Changes at top usher in a new era in Ireland
Leinster won last season's RaboDirect PRO12 by virtue of beating Ulster in the play-off final in Dublin.
Munster reached the semi-finals of the Heineken Cup, the only PRO12 representatives to do so last season.
Connacht had another highly encouraging year, with coach Eric Elwood steering them to eighth place in his final term in charge.
With a new PRO12 campaign kicking off on September 6, Ulster's fellow Irish provinces are upbeat about their prospects.
Both Leinster and Connacht have new coaches in Australian Matt O'Connor and New Zealander Pat Lam respectively.
A third antipodean, Rob Penney, is in charge of Munster.
Like Penney, for Ulster's Mark Anscombe this will be a second season at the helm.
O'Connor's predecessor, Joe Schmidt, left three trophies in the cabinet before departing to take up the reins as Ireland's head coach. If that yardstick is causing O'Connor anxiety, he hides it well. He seems happy with his inheritance.
"It was good to get in, meet the backroom staff and just work out what makes the place tick," he said.
"The infrastructure is there, the playing quality from right through the Academy is pretty impressive which wasn't any surprise. It's a pretty well-oiled machine," he said.
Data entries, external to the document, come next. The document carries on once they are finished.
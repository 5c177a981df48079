/*!
 * VFS Configuration
 *
 * Path and name limits applied by a tree. Defaults come from `core::limits`;
 * the environment can tighten or relax them.
 */

use super::limits::{MAX_NAME_LEN, MAX_PATH_LEN};
use tracing::warn;

/// Environment variable overriding the path length limit
pub const ENV_MAX_PATH_LEN: &str = "YUNVFS_MAX_PATH_LEN";

/// Environment variable overriding the name length limit
pub const ENV_MAX_NAME_LEN: &str = "YUNVFS_MAX_NAME_LEN";

/// Limits applied to every path and name handled by a tree
#[derive(Debug, Clone, Copy, PartialEq, Eq)]
pub struct VfsConfig {
    /// Longest accepted path in bytes (default: 4096)
    pub max_path_len: usize,

    /// Longest accepted node name in bytes (default: 255)
    pub max_name_len: usize,
}

impl VfsConfig {
    /// Create default configuration
    pub const fn new() -> Self {
        Self {
            max_path_len: MAX_PATH_LEN,
            max_name_len: MAX_NAME_LEN,
        }
    }

    /// Set the path length limit
    #[must_use]
    pub const fn with_max_path_len(mut self, max: usize) -> Self {
        self.max_path_len = max;
        self
    }

    /// Set the name length limit
    #[must_use]
    pub const fn with_max_name_len(mut self, max: usize) -> Self {
        self.max_name_len = max;
        self
    }

    /// Build configuration from the environment
    ///
    /// Environment variables:
    /// - YUNVFS_MAX_PATH_LEN: path length limit (default: 4096)
    /// - YUNVFS_MAX_NAME_LEN: name length limit (default: 255)
    ///
    /// Unparseable or zero values are ignored with a warning.
    pub fn from_env() -> Self {
        let mut config = Self::new();
        if let Some(max) = read_limit(ENV_MAX_PATH_LEN) {
            config.max_path_len = max;
        }
        if let Some(max) = read_limit(ENV_MAX_NAME_LEN) {
            config.max_name_len = max;
        }
        config
    }
}

impl Default for VfsConfig {
    fn default() -> Self {
        Self::new()
    }
}

fn read_limit(var: &str) -> Option<usize> {
    let raw = std::env::var(var).ok()?;
    match raw.trim().parse::<usize>() {
        Ok(0) | Err(_) => {
            warn!(var, value = %raw, "Ignoring invalid limit override");
            None
        }
        Ok(value) => Some(value),
    }
}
Asked if his predecessor's achievements intimidate or motivate him, O'Connor replied: "There's nothing to be afraid of. I think expectation is a good thing – it drives you to be better, it drives the players to be better and everyone can gain on the back of the successes Leinster have had."
Captain Leo Cullen was optimistic about what lies ahead.
"Matt brings new ideas," Cullen commented.
"For us, as a group, it's exciting to be challenged in a different way – new set of eyes, new voice and a new challenge which I think is great.
"In many ways, going into last year when we had new training facilities, there was a lot of disruption at the start of the season so that was probably a bigger transition.
"This year we'll just be trying to move it along. Week by week is our focus," Cullen said.
With a year at the Munster helm behind him, Penney's reply when asked what he is aiming for was: "Hopefully you'll see a real growth across the board in terms of our application and game understanding."
Insisting he is "really pleased" with the Reds' attempt to play more expansive rugby, he said: "We've got a group now that is capable of physically imposing themselves and also able to utilise space, underpinning what, for me, has always been the prerequisite – finding space and utilising that, wherever it may be."
Connacht's Lam, who has taken the unusual step of naming three players – Gavin Duffy, John Muldoon and Michael Swift – to share the captaincy, explained: "The biggest thing for me in where we want to go revolves around both the culture that we've brought in and growing around the leadership we've brought in.
"We interviewed guys for the roles just to find out which of them really want to do it.
"For me, leadership of the team is quite crucial.
"We, as a group, tried to describe what the typical Connacht rugby player looks like and those qualities came through in Gavin, John and Swifty."